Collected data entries

= Beginning of Section =

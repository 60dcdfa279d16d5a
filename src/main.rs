use anyhow::Result;
use clap::{Parser, ValueEnum};

use nearest_version::config;
use nearest_version::git::Git2Repository;
use nearest_version::ui;
use nearest_version::{NearestVersionLocator, VersionBump};

#[derive(Clone, Copy, ValueEnum)]
enum Bump {
    Major,
    Minor,
    Patch,
}

impl From<Bump> for VersionBump {
    fn from(bump: Bump) -> Self {
        match bump {
            Bump::Major => VersionBump::Major,
            Bump::Minor => VersionBump::Minor,
            Bump::Patch => VersionBump::Patch,
        }
    }
}

#[derive(clap::Parser)]
#[command(
    name = "nearest-version",
    about = "Find the nearest tagged versions reachable from HEAD"
)]
struct Args {
    #[arg(short, long, help = "Custom configuration file path")]
    config: Option<String>,

    #[arg(short, long, default_value = ".", help = "Repository to inspect")]
    repo: String,

    #[arg(long, help = "Revision to measure from instead of HEAD")]
    rev: Option<String>,

    #[arg(long, help = "Tag prefix regular expression (default: v)")]
    prefix: Option<String>,

    #[arg(long, value_enum, help = "Also print the next version for this bump")]
    bump: Option<Bump>,

    #[arg(long, help = "Walk the full history instead of stopping early")]
    no_early_exit: bool,

    #[arg(short, long, help = "Print version information")]
    version: bool,
}

fn main() -> Result<()> {
    env_logger::init();

    let args = Args::parse();

    if args.version {
        println!("nearest-version {}", env!("CARGO_PKG_VERSION"));
        return Ok(());
    }

    let mut config = match config::load_config(args.config.as_deref()) {
        Ok(cfg) => cfg,
        Err(e) => {
            ui::display_error(&format!("Error loading config: {}", e));
            std::process::exit(1);
        }
    };

    if let Some(prefix) = args.prefix {
        config.tags.prefix = prefix;
    }
    if args.no_early_exit {
        config.locator.early_exit = false;
    }
    if let Some(rev) = args.rev {
        config.locator.head = Some(rev);
    }

    let locator = match NearestVersionLocator::from_config(&config) {
        Ok(locator) => locator,
        Err(e) => {
            ui::display_error(&e.to_string());
            std::process::exit(1);
        }
    };

    let mut repo = match Git2Repository::open(&args.repo) {
        Ok(repo) => repo,
        Err(e) => {
            ui::display_error(&format!("Git repository error: {}", e));
            std::process::exit(1);
        }
    };
    if let Some(rev) = &config.locator.head {
        repo = repo.with_head_rev(rev.as_str());
    }

    log::debug!("Using tag prefix '{}'", locator.pattern().as_str());

    let nearest = match locator.locate(&repo) {
        Ok(nearest) => nearest,
        Err(e) => {
            ui::display_error(&format!("Failed to locate nearest version: {}", e));
            std::process::exit(1);
        }
    };

    ui::display_nearest_version(&nearest);

    if let Some(bump) = args.bump {
        let bump = VersionBump::from(bump);
        let next = match nearest.normal.version.bump(&bump) {
            Ok(next) => next,
            Err(e) => {
                ui::display_error(&e.to_string());
                std::process::exit(1);
            }
        };
        ui::display_next_version(&nearest.normal.version, bump, &next);
    }

    Ok(())
}
use crate::domain::Stage;
use crate::error::{NearestVersionError, Result};
use std::cmp::Ordering;
use std::fmt;
use std::hash::{Hash, Hasher};
use std::str::FromStr;

/// Semantic version representation
///
/// Ordering and equality look at `major.minor.patch` and the stage only;
/// build metadata is carried for display but never compared. A version
/// without a stage is greater than any staged version with the same core.
#[derive(Debug, Clone)]
pub struct Version {
    pub major: u64,
    pub minor: u64,
    pub patch: u64,
    pub stage: Option<Stage>,
    pub build: Option<String>,
}

impl Version {
    /// `0.0.0`, reported when no release is reachable
    pub const ZERO: Version = Version {
        major: 0,
        minor: 0,
        patch: 0,
        stage: None,
        build: None,
    };

    /// Create a new normal version
    pub fn new(major: u64, minor: u64, patch: u64) -> Self {
        Version {
            major,
            minor,
            patch,
            stage: None,
            build: None,
        }
    }

    /// Attach a pre-release stage
    pub fn with_stage(mut self, name: impl Into<String>, ordinal: Option<u64>) -> Self {
        self.stage = Some(Stage::new(name, ordinal));
        self
    }

    /// Attach build metadata
    pub fn with_build(mut self, build: impl Into<String>) -> Self {
        self.build = Some(build.into());
        self
    }

    /// Parse a bare version string (e.g., "1.2.3-rc.1+build.5")
    ///
    /// The numeric core and identifiers are validated by `semver`; the
    /// pre-release part must then be a single stage (`rc` or `rc.1`).
    pub fn parse(s: &str) -> Result<Self> {
        let parsed = semver::Version::parse(s).map_err(|e| {
            NearestVersionError::version(format!("Invalid version '{}': {}", s, e))
        })?;

        let stage = if parsed.pre.is_empty() {
            None
        } else {
            Some(Stage::parse(parsed.pre.as_str())?)
        };

        let build = if parsed.build.is_empty() {
            None
        } else {
            Some(parsed.build.as_str().to_string())
        };

        Ok(Version {
            major: parsed.major,
            minor: parsed.minor,
            patch: parsed.patch,
            stage,
            build,
        })
    }

    /// True for a release version, i.e. one without a pre-release stage
    pub fn is_normal(&self) -> bool {
        self.stage.is_none()
    }

    /// Bump version according to bump type
    ///
    /// The result is always a normal version. A staged version bumps to the
    /// smallest normal version of the requested scope above it, so
    /// `1.2.0-rc.1` becomes `1.2.0` on a minor or patch bump.
    ///
    /// # Errors
    /// Fails when the bumped component would exceed `u64::MAX`.
    pub fn bump(&self, bump_type: &VersionBump) -> Result<Self> {
        let staged = self.stage.is_some();
        let next = match bump_type {
            VersionBump::Major if staged && self.minor == 0 && self.patch == 0 => {
                Version::new(self.major, 0, 0)
            }
            VersionBump::Major => Version::new(increment(self.major, "major")?, 0, 0),
            VersionBump::Minor if staged && self.patch == 0 => {
                Version::new(self.major, self.minor, 0)
            }
            VersionBump::Minor => Version::new(self.major, increment(self.minor, "minor")?, 0),
            VersionBump::Patch if staged => Version::new(self.major, self.minor, self.patch),
            VersionBump::Patch => {
                Version::new(self.major, self.minor, increment(self.patch, "patch")?)
            }
        };
        Ok(next)
    }

    /// Convert into a `semver::Version`
    ///
    /// Stages and build metadata attached with [Version::with_stage] or
    /// [Version::with_build] are not checked until here.
    pub fn to_semver(&self) -> Result<semver::Version> {
        let mut version = semver::Version::new(self.major, self.minor, self.patch);
        if let Some(stage) = &self.stage {
            version.pre = semver::Prerelease::new(&stage.to_string()).map_err(|e| {
                NearestVersionError::version(format!("Invalid stage '{}': {}", stage, e))
            })?;
        }
        if let Some(build) = &self.build {
            version.build = semver::BuildMetadata::new(build).map_err(|e| {
                NearestVersionError::version(format!("Invalid build metadata '{}': {}", build, e))
            })?;
        }
        Ok(version)
    }

    fn precedence_key(&self) -> (u64, u64, u64) {
        (self.major, self.minor, self.patch)
    }
}

fn increment(component: u64, name: &str) -> Result<u64> {
    component.checked_add(1).ok_or_else(|| {
        NearestVersionError::version(format!("Cannot bump {} version past {}", name, u64::MAX))
    })
}

impl Default for Version {
    fn default() -> Self {
        Version::ZERO
    }
}

impl FromStr for Version {
    type Err = NearestVersionError;

    fn from_str(s: &str) -> Result<Self> {
        Version::parse(s)
    }
}

impl Ord for Version {
    fn cmp(&self, other: &Self) -> Ordering {
        self.precedence_key()
            .cmp(&other.precedence_key())
            .then_with(|| match (&self.stage, &other.stage) {
                (None, None) => Ordering::Equal,
                (None, Some(_)) => Ordering::Greater,
                (Some(_), None) => Ordering::Less,
                (Some(a), Some(b)) => a.cmp(b),
            })
    }
}

impl PartialOrd for Version {
    fn partial_cmp(&self, other: &Self) -> Option<Ordering> {
        Some(self.cmp(other))
    }
}

impl PartialEq for Version {
    fn eq(&self, other: &Self) -> bool {
        self.cmp(other) == Ordering::Equal
    }
}

impl Eq for Version {}

impl Hash for Version {
    fn hash<H: Hasher>(&self, state: &mut H) {
        self.precedence_key().hash(state);
        self.stage.hash(state);
    }
}

impl fmt::Display for Version {
    fn fmt(&self, f: &mut fmt::Formatter<'_>) -> fmt::Result {
        write!(f, "{}.{}.{}", self.major, self.minor, self.patch)?;
        if let Some(stage) = &self.stage {
            write!(f, "-{}", stage)?;
        }
        if let Some(build) = &self.build {
            write!(f, "+{}", build)?;
        }
        Ok(())
    }
}

/// Version bump type decision
#[derive(Debug, Clone, Copy, PartialEq, Eq)]
pub enum VersionBump {
    Major,
    Minor,
    Patch,
}
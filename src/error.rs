use thiserror::Error;

/// Unified error type for nearest-version operations
#[derive(Error, Debug)]
pub enum NearestVersionError {
    #[error("Repository access failed: {0}")]
    Git(#[from] git2::Error),

    #[error("Repository access failed: {0}")]
    RepositoryAccess(String),

    #[error("Repository has no commits")]
    NoHead,

    #[error("Configuration error: {0}")]
    Config(String),

    #[error("Tag pattern error: {0}")]
    TagPattern(String),

    #[error("Version parsing error: {0}")]
    Version(String),
}

/// Convenience type alias for Results in nearest-version
pub type Result<T> = std::result::Result<T, NearestVersionError>;

impl NearestVersionError {
    /// Create a repository access error with context
    pub fn repository_access(msg: impl Into<String>) -> Self {
        NearestVersionError::RepositoryAccess(msg.into())
    }

    /// Create a configuration error with context
    pub fn config(msg: impl Into<String>) -> Self {
        NearestVersionError::Config(msg.into())
    }

    /// Create a tag pattern error with context
    pub fn tag_pattern(msg: impl Into<String>) -> Self {
        NearestVersionError::TagPattern(msg.into())
    }

    /// Create a version error with context
    pub fn version(msg: impl Into<String>) -> Self {
        NearestVersionError::Version(msg.into())
    }

    /// Whether this error came from the repository backend.
    ///
    /// These are the only failures `locate()` lets through to its caller.
    pub fn is_repository_access(&self) -> bool {
        matches!(
            self,
            NearestVersionError::Git(_) | NearestVersionError::RepositoryAccess(_)
        )
    }
}
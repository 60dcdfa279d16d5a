// tests/cli_test.rs
mod common;

use common::TestRepo;
use std::process::{Command, Output};

fn run(test_repo: &TestRepo, args: &[&str]) -> Output {
    Command::new(env!("CARGO_BIN_EXE_nearest-version"))
        .current_dir(test_repo.dir.path())
        .env("XDG_CONFIG_HOME", test_repo.dir.path().join(".git"))
        .args(args)
        .output()
        .expect("Failed to execute command")
}

#[test]
fn test_help() {
    let output = Command::new(env!("CARGO_BIN_EXE_nearest-version"))
        .arg("--help")
        .output()
        .expect("Failed to execute command");

    assert!(output.status.success());
    let stdout = String::from_utf8(output.stdout).unwrap();
    assert!(stdout.contains("nearest-version"));
    assert!(stdout.contains("Find the nearest tagged versions"));
}

#[test]
fn test_version_flag() {
    let output = Command::new(env!("CARGO_BIN_EXE_nearest-version"))
        .arg("--version")
        .output()
        .expect("Failed to execute command");

    assert!(output.status.success());
    let stdout = String::from_utf8(output.stdout).unwrap();
    assert!(stdout.starts_with("nearest-version "));
}

#[test]
fn test_reports_nearest_versions() {
    let test_repo = TestRepo::new();
    let release = test_repo.commits(2);
    test_repo.tag("v1.9.0", release);
    let rc = test_repo.commits(3);
    test_repo.tag("v2.0.0-rc.1", rc);
    test_repo.commits(1);

    let output = run(&test_repo, &[]);
    assert!(output.status.success());
    let stdout = String::from_utf8(output.stdout).unwrap();
    assert!(stdout.contains("2.0.0-rc.1 (1 commit since)"), "got: {}", stdout);
    assert!(stdout.contains("1.9.0 (4 commits since)"), "got: {}", stdout);
}

#[test]
fn test_bump_uses_nearest_normal_version() {
    let test_repo = TestRepo::new();
    let head = test_repo.commits(1);
    test_repo.tag("v1.2.3", head);

    let output = run(&test_repo, &["--bump", "minor"]);
    assert!(output.status.success());
    let stdout = String::from_utf8(output.stdout).unwrap();
    assert!(stdout.contains("1.2.3 (at HEAD)"), "got: {}", stdout);
    assert!(stdout.contains("1.2.3 -> 1.3.0"), "got: {}", stdout);
}

#[test]
fn test_prefix_override() {
    let test_repo = TestRepo::new();
    let head = test_repo.commits(2);
    test_repo.tag("release-4.0.0", head);

    let output = run(&test_repo, &["--prefix", "release-"]);
    assert!(output.status.success());
    let stdout = String::from_utf8(output.stdout).unwrap();
    assert!(stdout.contains("4.0.0 (at HEAD)"), "got: {}", stdout);
}

#[test]
fn test_rev_override() {
    let test_repo = TestRepo::new();
    let first = test_repo.commits(2);
    test_repo.tag("v1.0.0", first);
    let second = test_repo.commits(2);
    test_repo.tag("v1.1.0", second);
    test_repo.commits(1);

    let output = run(&test_repo, &["--rev", &first.to_string()]);
    assert!(output.status.success());
    let stdout = String::from_utf8(output.stdout).unwrap();
    assert!(stdout.contains("1.0.0 (at HEAD)"), "got: {}", stdout);
    assert!(!stdout.contains("1.1.0"), "got: {}", stdout);
}

#[test]
fn test_unknown_rev_fails() {
    let test_repo = TestRepo::new();
    test_repo.commits(1);

    let output = run(&test_repo, &["--rev", "no-such-branch"]);
    assert!(!output.status.success());
    let stderr = String::from_utf8(output.stderr).unwrap();
    assert!(stderr.contains("Failed to locate nearest version"), "got: {}", stderr);
}

#[test]
fn test_no_early_exit_reports_same_versions() {
    let test_repo = TestRepo::new();
    let old = test_repo.commits(3);
    test_repo.tag("v0.9.0", old);
    let rc = test_repo.commits(2);
    test_repo.tag("v1.0.0-rc.1", rc);
    test_repo.commits(1);

    let fast = run(&test_repo, &[]);
    let full = run(&test_repo, &["--no-early-exit"]);
    assert!(full.status.success());
    assert_eq!(fast.stdout, full.stdout);
    let stdout = String::from_utf8(full.stdout).unwrap();
    assert!(stdout.contains("1.0.0-rc.1 (1 commit since)"), "got: {}", stdout);
    assert!(stdout.contains("0.9.0 (3 commits since)"), "got: {}", stdout);
}

#[cfg(target_os = "linux")]
#[test]
fn test_config_from_user_config_dir() {
    let test_repo = TestRepo::new();
    let head = test_repo.commits(1);
    test_repo.tag("release-2.5.0", head);

    let config_home = tempfile::TempDir::new().unwrap();
    std::fs::write(
        config_home.path().join("nearestversion.toml"),
        "[tags]\nprefix = \"release-\"\n",
    )
    .unwrap();

    let output = Command::new(env!("CARGO_BIN_EXE_nearest-version"))
        .current_dir(test_repo.dir.path())
        .env("XDG_CONFIG_HOME", config_home.path())
        .output()
        .expect("Failed to execute command");
    assert!(output.status.success());
    let stdout = String::from_utf8(output.stdout).unwrap();
    assert!(stdout.contains("2.5.0 (at HEAD)"), "got: {}", stdout);
}

#[test]
fn test_zero_tag_is_reported_as_release() {
    let test_repo = TestRepo::new();
    let head = test_repo.commits(1);
    test_repo.tag("v0.0.0", head);

    let output = run(&test_repo, &[]);
    assert!(output.status.success());
    let stdout = String::from_utf8(output.stdout).unwrap();
    assert!(stdout.contains("0.0.0 (at HEAD)"), "got: {}", stdout);
    assert!(!stdout.contains("No release tag is reachable"), "got: {}", stdout);
}

#[test]
fn test_bump_past_max_fails() {
    let test_repo = TestRepo::new();
    let head = test_repo.commits(1);
    test_repo.tag("v18446744073709551615.0.0", head);

    let output = run(&test_repo, &["--bump", "major"]);
    assert!(!output.status.success());
    let stderr = String::from_utf8(output.stderr).unwrap();
    assert!(stderr.contains("Cannot bump major version"), "got: {}", stderr);
}

#[test]
fn test_repository_without_tags() {
    let test_repo = TestRepo::new();
    test_repo.commits(3);

    let output = run(&test_repo, &[]);
    assert!(output.status.success());
    let stdout = String::from_utf8(output.stdout).unwrap();
    assert!(stdout.contains("0.0.0 (3 commits since)"), "got: {}", stdout);
    assert!(stdout.contains("No release tag is reachable"), "got: {}", stdout);
}

#[test]
fn test_not_a_repository() {
    let dir = tempfile::TempDir::new().unwrap();
    let output = Command::new(env!("CARGO_BIN_EXE_nearest-version"))
        .args(["--repo", dir.path().join("missing").to_str().unwrap()])
        .output()
        .expect("Failed to execute command");

    assert!(!output.status.success());
    let stderr = String::from_utf8(output.stderr).unwrap();
    assert!(stderr.contains("Git repository error"), "got: {}", stderr);
}
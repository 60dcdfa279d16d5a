// Shared helpers for tests that need a real repository on disk.
#![allow(dead_code)]

use git2::{Oid, Repository, RepositoryInitOptions, Signature};
use nearest_version::git::Git2Repository;
use tempfile::TempDir;

/// A throwaway git repository whose commits all share an empty tree
pub struct TestRepo {
    pub dir: TempDir,
    pub repo: Repository,
}

impl TestRepo {
    /// Initialize an empty repository with `main` as the unborn branch
    pub fn new() -> Self {
        let dir = TempDir::new().expect("Could not create temp dir");
        let mut opts = RepositoryInitOptions::new();
        opts.initial_head("main");
        let repo = Repository::init_opts(dir.path(), &opts).expect("Could not init git repo");

        TestRepo { dir, repo }
    }

    fn signature(&self) -> Signature<'static> {
        Signature::now("Test User", "test@example.com").expect("Could not create signature")
    }

    pub fn head(&self) -> Option<Oid> {
        self.repo.head().ok().and_then(|r| r.target())
    }

    /// Commit on top of HEAD and advance the current branch
    pub fn commit(&self, message: &str) -> Oid {
        let parents: Vec<Oid> = self.head().into_iter().collect();
        self.commit_with_parents(message, &parents)
    }

    /// Commit `count` times on top of HEAD and return the last commit
    pub fn commits(&self, count: usize) -> Oid {
        let mut last = None;
        for i in 0..count {
            last = Some(self.commit(&format!("commit {}", i)));
        }
        last.expect("at least one commit")
    }

    /// Commit with explicit parents; the first parent must be the current HEAD
    pub fn commit_with_parents(&self, message: &str, parents: &[Oid]) -> Oid {
        let sig = self.signature();
        let tree_id = self
            .repo
            .treebuilder(None)
            .and_then(|builder| builder.write())
            .expect("Could not write tree");
        let tree = self.repo.find_tree(tree_id).expect("Could not find tree");
        let parents: Vec<git2::Commit<'_>> = parents
            .iter()
            .map(|oid| self.repo.find_commit(*oid).expect("Could not find parent"))
            .collect();
        let parent_refs: Vec<&git2::Commit<'_>> = parents.iter().collect();

        self.repo
            .commit(Some("HEAD"), &sig, &sig, message, &tree, &parent_refs)
            .expect("Could not create commit")
    }

    pub fn tag(&self, name: &str, oid: Oid) {
        let object = self.repo.find_object(oid, None).expect("Could not find object");
        self.repo
            .tag_lightweight(name, &object, false)
            .expect("Could not create tag");
    }

    pub fn annotated_tag(&self, name: &str, oid: Oid) {
        let object = self.repo.find_object(oid, None).expect("Could not find object");
        self.repo
            .tag(name, &object, &self.signature(), "release", false)
            .expect("Could not create annotated tag");
    }

    /// Create `name` at `oid` and check it out
    pub fn branch(&self, name: &str, oid: Oid) {
        let commit = self.repo.find_commit(oid).expect("Could not find commit");
        self.repo
            .branch(name, &commit, false)
            .expect("Could not create branch");
        self.checkout(name);
    }

    pub fn checkout(&self, name: &str) {
        self.repo
            .set_head(&format!("refs/heads/{}", name))
            .expect("Could not move HEAD");
    }

    pub fn open(&self) -> Git2Repository {
        Git2Repository::open(self.dir.path()).expect("Could not open repository")
    }
}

= End of Section =

Your answer should consist of the lines from the line with "let next = match nearest.normal.version.bump(&bump)" to the line with "let parsed = semver::Version::parse(s).map_err(|e|" above, repeated exactly, both ends included.

        let next = match nearest.normal.version.bump(&bump) {
            Ok(next) => next,
            Err(e) => {
                ui::display_error(&e.to_string());
                std::process::exit(1);
            }
        };
        ui::display_next_version(&nearest.normal.version, bump, &next);
    }

    Ok(())
}
use crate::domain::Stage;
use crate::error::{NearestVersionError, Result};
use std::cmp::Ordering;
use std::fmt;
use std::hash::{Hash, Hasher};
use std::str::FromStr;

/// Semantic version representation
///
/// Ordering and equality look at `major.minor.patch` and the stage only;
/// build metadata is carried for display but never compared. A version
/// without a stage is greater than any staged version with the same core.
#[derive(Debug, Clone)]
pub struct Version {
    pub major: u64,
    pub minor: u64,
    pub patch: u64,
    pub stage: Option<Stage>,
    pub build: Option<String>,
}

impl Version {
    /// `0.0.0`, reported when no release is reachable
    pub const ZERO: Version = Version {
        major: 0,
        minor: 0,
        patch: 0,
        stage: None,
        build: None,
    };

    /// Create a new normal version
    pub fn new(major: u64, minor: u64, patch: u64) -> Self {
        Version {
            major,
            minor,
            patch,
            stage: None,
            build: None,
        }
    }

    /// Attach a pre-release stage
    pub fn with_stage(mut self, name: impl Into<String>, ordinal: Option<u64>) -> Self {
        self.stage = Some(Stage::new(name, ordinal));
        self
    }

    /// Attach build metadata
    pub fn with_build(mut self, build: impl Into<String>) -> Self {
        self.build = Some(build.into());
        self
    }

    /// Parse a bare version string (e.g., "1.2.3-rc.1+build.5")
    ///
    /// The numeric core and identifiers are validated by `semver`; the
    /// pre-release part must then be a single stage (`rc` or `rc.1`).
    pub fn parse(s: &str) -> Result<Self> {
        let parsed = semver::Version::parse(s).map_err(|e| {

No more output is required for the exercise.